** WHAT YOU WILL DO **
Which lines in the records below include the word "bool"? Report each of them in full.

** RECORDS FOR THE TASK **
★ ★ ★ ★ ★
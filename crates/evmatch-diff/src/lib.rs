//! Structural comparator for evmatch.
//!
//! Compares an expected tree against an actual tree and enumerates every
//! difference instead of stopping at the first one. Non-strict comparisons
//! assert a subset relationship; strict comparisons also flag extra keys.
//!
//! # Key Types
//!
//! - [`compare`] / [`compare_report`] -- Raw discrepancy list or [`Report`]
//! - [`assert_matches`] / [`assert_event_matches!`] -- Aggregated assertion
//! - [`CompareOptions`] -- Serializable comparison settings
//!
//! Recursion depth equals the nesting depth of the compared trees, so very
//! deeply nested input is bounded by the thread's stack size.

pub mod assert;
pub mod compare;
pub mod error;
pub mod options;
pub mod report;

pub use assert::{assert_matches, AssertionFailure};
pub use compare::{compare, compare_report, EVENT_PAYLOAD_FIELD};
pub use error::{DecodeError, DecodeResult, MatchError, MatchResult};
pub use evmatch_types::{format_path, Discrepancy, DiscrepancyKind, Path, Tree, TreeKind};
pub use options::CompareOptions;
pub use report::{Report, REPORT_HEADER};
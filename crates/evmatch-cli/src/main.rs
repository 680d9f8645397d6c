use clap::Parser;
use tracing::Level;

mod cli;
mod commands;
mod config;

fn main() -> anyhow::Result<()> {
    let cli = cli::Cli::parse();
    tracing_subscriber::fmt()
        .with_max_level(if cli.verbose { Level::DEBUG } else { Level::WARN })
        .with_writer(std::io::stderr)
        .init();
    commands::run_command(cli)
}
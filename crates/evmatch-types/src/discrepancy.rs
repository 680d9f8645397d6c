//! Discrepancy records produced by the comparator.

use std::fmt;

use serde::{Deserialize, Serialize};

use crate::path::Path;
use crate::tree::Tree;

/// What went wrong at a location.
#[derive(Clone, Debug, PartialEq, Eq, Hash, Serialize, Deserialize)]
#[serde(tag = "kind", rename_all = "snake_case")]
pub enum DiscrepancyKind {
    /// The expected tree has a key the actual tree lacks.
    MissingKey,
    /// The actual tree has a key the expected tree lacks (strict mode only).
    UnexpectedKey,
    /// Both trees hold a value here but they are not equal.
    ValueMismatch { expected: String, actual: String },
}

/// One reported difference between an expected and an actual tree.
#[derive(Clone, Debug, PartialEq, Eq, Hash, Serialize, Deserialize)]
pub struct Discrepancy {
    path: Path,
    #[serde(flatten)]
    kind: DiscrepancyKind,
}

impl Discrepancy {
    pub fn missing_key(path: Path) -> Self {
        Self {
            path,
            kind: DiscrepancyKind::MissingKey,
        }
    }

    pub fn unexpected_key(path: Path) -> Self {
        Self {
            path,
            kind: DiscrepancyKind::UnexpectedKey,
        }
    }

    /// A mismatch carrying the diagnostic rendering of both values.
    pub fn value_mismatch(path: Path, expected: &Tree, actual: &Tree) -> Self {
        Self {
            path,
            kind: DiscrepancyKind::ValueMismatch {
                expected: expected.to_string(),
                actual: actual.to_string(),
            },
        }
    }

    pub fn path(&self) -> &Path {
        &self.path
    }

    pub fn kind(&self) -> &DiscrepancyKind {
        &self.kind
    }

    pub fn is_missing_key(&self) -> bool {
        matches!(self.kind, DiscrepancyKind::MissingKey)
    }

    pub fn is_unexpected_key(&self) -> bool {
        matches!(self.kind, DiscrepancyKind::UnexpectedKey)
    }

    pub fn is_value_mismatch(&self) -> bool {
        matches!(self.kind, DiscrepancyKind::ValueMismatch { .. })
    }
}

impl fmt::Display for Discrepancy {
    fn fmt(&self, f: &mut fmt::Formatter<'_>) -> fmt::Result {
        match &self.kind {
            DiscrepancyKind::MissingKey => {
                write!(f, "Expected key \"{}\" not found in actual", self.path)
            }
            DiscrepancyKind::UnexpectedKey => write!(
                f,
                "Actual key \"{}\" was unexpected and this is a strict comparison",
                self.path
            ),
            DiscrepancyKind::ValueMismatch { expected, actual } => write!(
                f,
                "Values are not equal at \"{}\": expected=\"{}\" and actual=\"{}\"",
                self.path, expected, actual
            ),
        }
    }
}
//! Aggregated comparison results.

use std::fmt;

use evmatch_types::Discrepancy;
use serde::{Deserialize, Serialize};

/// First line of every rendered report.
pub const REPORT_HEADER: &str = "Unexpected event differences found:";

/// The discrepancies found by one comparison, in comparator order.
#[derive(Clone, Debug, Default, PartialEq, Eq, Serialize, Deserialize)]
pub struct Report {
    pub discrepancies: Vec<Discrepancy>,
}

impl Report {
    /// Create an empty report.
    pub fn new() -> Self {
        Self::default()
    }

    /// Returns `true` if the trees matched.
    pub fn is_empty(&self) -> bool {
        self.discrepancies.is_empty()
    }

    /// Number of discrepancies.
    pub fn len(&self) -> usize {
        self.discrepancies.len()
    }

    pub fn iter(&self) -> std::slice::Iter<'_, Discrepancy> {
        self.discrepancies.iter()
    }

    /// Number of expected keys absent from the actual tree.
    pub fn missing_keys(&self) -> usize {
        self.discrepancies
            .iter()
            .filter(|d| d.is_missing_key())
            .count()
    }

    /// Number of keys flagged by a strict comparison.
    pub fn unexpected_keys(&self) -> usize {
        self.discrepancies
            .iter()
            .filter(|d| d.is_unexpected_key())
            .count()
    }

    /// Number of unequal values.
    pub fn value_mismatches(&self) -> usize {
        self.discrepancies
            .iter()
            .filter(|d| d.is_value_mismatch())
            .count()
    }

    /// The header line followed by one line per discrepancy.
    pub fn render(&self) -> String {
        self.to_string()
    }
}

impl From<Vec<Discrepancy>> for Report {
    fn from(discrepancies: Vec<Discrepancy>) -> Self {
        Self { discrepancies }
    }
}

impl<'a> IntoIterator for &'a Report {
    type Item = &'a Discrepancy;
    type IntoIter = std::slice::Iter<'a, Discrepancy>;

    fn into_iter(self) -> Self::IntoIter {
        self.iter()
    }
}

impl fmt::Display for Report {
    fn fmt(&self, f: &mut fmt::Formatter<'_>) -> fmt::Result {
        f.write_str(REPORT_HEADER)?;
        for discrepancy in &self.discrepancies {
            write!(f, "\n{discrepancy}")?;
        }
        Ok(())
    }
}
★ ★ ★ ★ ★
** ANSWER TO THIS TASK **
    pub fn is_missing_key(&self) -> bool {
    pub fn is_unexpected_key(&self) -> bool {
    pub fn is_value_mismatch(&self) -> bool {
    pub fn is_empty(&self) -> bool {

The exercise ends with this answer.